▶ _PROBLEM DETAILS_
The required output is every line from the one with "assert_eq!(config.docx_chunk_chars, 2500);" through the final line of the data below, unchanged.

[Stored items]

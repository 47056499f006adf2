//! services/api/src/config.rs
//!
//! Defines the application's configuration structure and loading logic.
//!
//! All configuration is loaded from environment variables at startup. The `.env`
//! file is used for local development.

use std::net::SocketAddr;
use std::str::FromStr;
use std::time::Duration;
use tracing::Level;

pub const DEFAULT_MODEL_ID: &str = "redule26/huihui_ai_qwen2.5-vl-7b-abliterated";

/// A custom error type for configuration loading failures.
#[derive(Debug, thiserror::Error)]
pub enum ConfigError {
    #[error("Missing the environment variable {0}")]
    MissingVar(String),
    #[error("Invalid value for the environment variable {0}: {1}")]
    InvalidValue(String, String),
}

/// Holds all configuration loaded from the environment at startup.
#[derive(Clone, Debug)]
pub struct Config {
    pub bind_address: SocketAddr,
    pub log_level: Level,
    /// Unset means every model call fails and the fallback answers are used.
    pub model_url: Option<String>,
    pub model_id: String,
    pub model_timeout: Duration,
    pub session_ttl_secs: i64,
    pub tesseract_cmd: String,
    pub ocr_timeout: Duration,
    pub docx_chunk_chars: usize,
    pub cors_allow_origins: Vec<String>,
    pub max_upload_bytes: usize,
}

impl Default for Config {
    fn default() -> Self {
        Self {
            bind_address: SocketAddr::from(([0, 0, 0, 0], 8000)),
            log_level: Level::INFO,
            model_url: None,
            model_id: DEFAULT_MODEL_ID.to_string(),
            model_timeout: Duration::from_secs(60),
            session_ttl_secs: 60 * 60,
            tesseract_cmd: "tesseract".to_string(),
            ocr_timeout: Duration::from_secs(30),
            docx_chunk_chars: 2500,
            cors_allow_origins: vec!["*".to_string()],
            max_upload_bytes: 25 * 1024 * 1024,
        }
    }
}

/// Reads `name` and parses it, keeping `default` when the variable is unset.
fn parse_var<T>(name: &str, default: T) -> Result<T, ConfigError>
where
    T: FromStr,
    T::Err: std::fmt::Display,
{
    match std::env::var(name) {
        Ok(raw) => raw
            .trim()
            .parse::<T>()
            .map_err(|e| ConfigError::InvalidValue(name.to_string(), e.to_string())),
        Err(_) => Ok(default),
    }
}

/// Splits a comma-separated origin list; an empty list means any origin.
fn parse_origins(raw: &str) -> Vec<String> {
    let origins: Vec<String> = raw
        .split(',')
        .map(str::trim)
        .filter(|o| !o.is_empty())
        .map(str::to_string)
        .collect();
    if origins.is_empty() {
        vec!["*".to_string()]
    } else {
        origins
    }
}

impl Config {
    /// Loads configuration from environment variables.
    ///
    /// It will look for a `.env` file in the current directory for development,
    /// but this is skipped in test environments to ensure tests are hermetic.
    pub fn from_env() -> Result<Self, ConfigError> {
        // Only load from .env in non-test mode to avoid contamination.
        if !cfg!(test) {
            dotenvy::dotenv().ok();
        }
        let defaults = Config::default();

        // --- Server Settings ---
        let bind_address = parse_var("BIND_ADDRESS", defaults.bind_address)?;

        let log_level_str = std::env::var("RUST_LOG").unwrap_or_else(|_| "INFO".to_string());
        let log_level = log_level_str.parse::<Level>().map_err(|_| {
            ConfigError::InvalidValue(
                "RUST_LOG".to_string(),
                format!("'{}' is not a valid log level", log_level_str),
            )
        })?;

        // --- Model Endpoint ---
        let model_url = std::env::var("OLLAMA_UNIFIED_URL")
            .ok()
            .map(|u| u.trim().to_string())
            .filter(|u| !u.is_empty());
        let model_id = std::env::var("OLLAMA_MODEL_ID")
            .ok()
            .map(|m| m.trim().to_string())
            .filter(|m| !m.is_empty())
            .unwrap_or(defaults.model_id);
        let model_timeout = Duration::from_secs(parse_var(
            "MODEL_TIMEOUT_SECS",
            defaults.model_timeout.as_secs(),
        )?);

        // --- Sessions, OCR and Extraction ---
        let session_ttl_secs = parse_var("SESSION_TTL_SECS", defaults.session_ttl_secs)?;
        if session_ttl_secs <= 0 {
            return Err(ConfigError::InvalidValue(
                "SESSION_TTL_SECS".to_string(),
                "must be positive".to_string(),
            ));
        }
        let tesseract_cmd =
            std::env::var("TESSERACT_CMD").unwrap_or(defaults.tesseract_cmd);
        let ocr_timeout = Duration::from_secs(parse_var(
            "OCR_TIMEOUT_SECS",
            defaults.ocr_timeout.as_secs(),
        )?);
        let docx_chunk_chars = parse_var("DOCX_CHUNK_CHARS", defaults.docx_chunk_chars)?;

        // --- HTTP Surface ---
        let cors_allow_origins = std::env::var("CORS_ALLOW_ORIGINS")
            .map(|raw| parse_origins(&raw))
            .unwrap_or(defaults.cors_allow_origins);
        let max_upload_bytes = parse_var("MAX_UPLOAD_BYTES", defaults.max_upload_bytes)?;

        Ok(Self {
            bind_address,
            log_level,
            model_url,
            model_id,
            model_timeout,
            session_ttl_secs,
            tesseract_cmd,
            ocr_timeout,
            docx_chunk_chars,
            cors_allow_origins,
            max_upload_bytes,
        })
    }

    /// True when CORS should accept any origin.
    pub fn allows_any_origin(&self) -> bool {
        self.cors_allow_origins.iter().any(|o| o == "*")
    }
}

#[cfg(test)]
mod tests {
    use super::*;

    #[test]
    fn origins_are_split_and_trimmed() {
        assert_eq!(
            parse_origins(" http://a.test , http://b.test,"),
            vec!["http://a.test", "http://b.test"]
        );
        assert_eq!(parse_origins(""), vec!["*"]);
    }

    #[test]
    fn parse_var_reports_the_variable_name() {
        std::env::set_var("INSIGHTHUB_TEST_NUMBER", "not-a-number");
        let err = parse_var::<u64>("INSIGHTHUB_TEST_NUMBER", 1).unwrap_err();
        assert!(err.to_string().contains("INSIGHTHUB_TEST_NUMBER"));
        assert_eq!(parse_var::<u64>("INSIGHTHUB_TEST_UNSET_VAR", 7).unwrap(), 7);
    }

    #[test]
    fn defaults_match_documented_values() {
        let config = Config::default();
        assert_eq!(config.model_timeout, Duration::from_secs(60));
        assert_eq!(config.session_ttl_secs, 3600);
        assert_eq!(config.ocr_timeout, Duration::from_secs(30));
        assert_eq!(config.docx_chunk_chars, 2500);
        assert!(config.allows_any_origin());
    }
}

▶ _SOLUTION FOR THIS PROBLEM_
        assert_eq!(config.docx_chunk_chars, 2500);
        assert!(config.allows_any_origin());
    }
}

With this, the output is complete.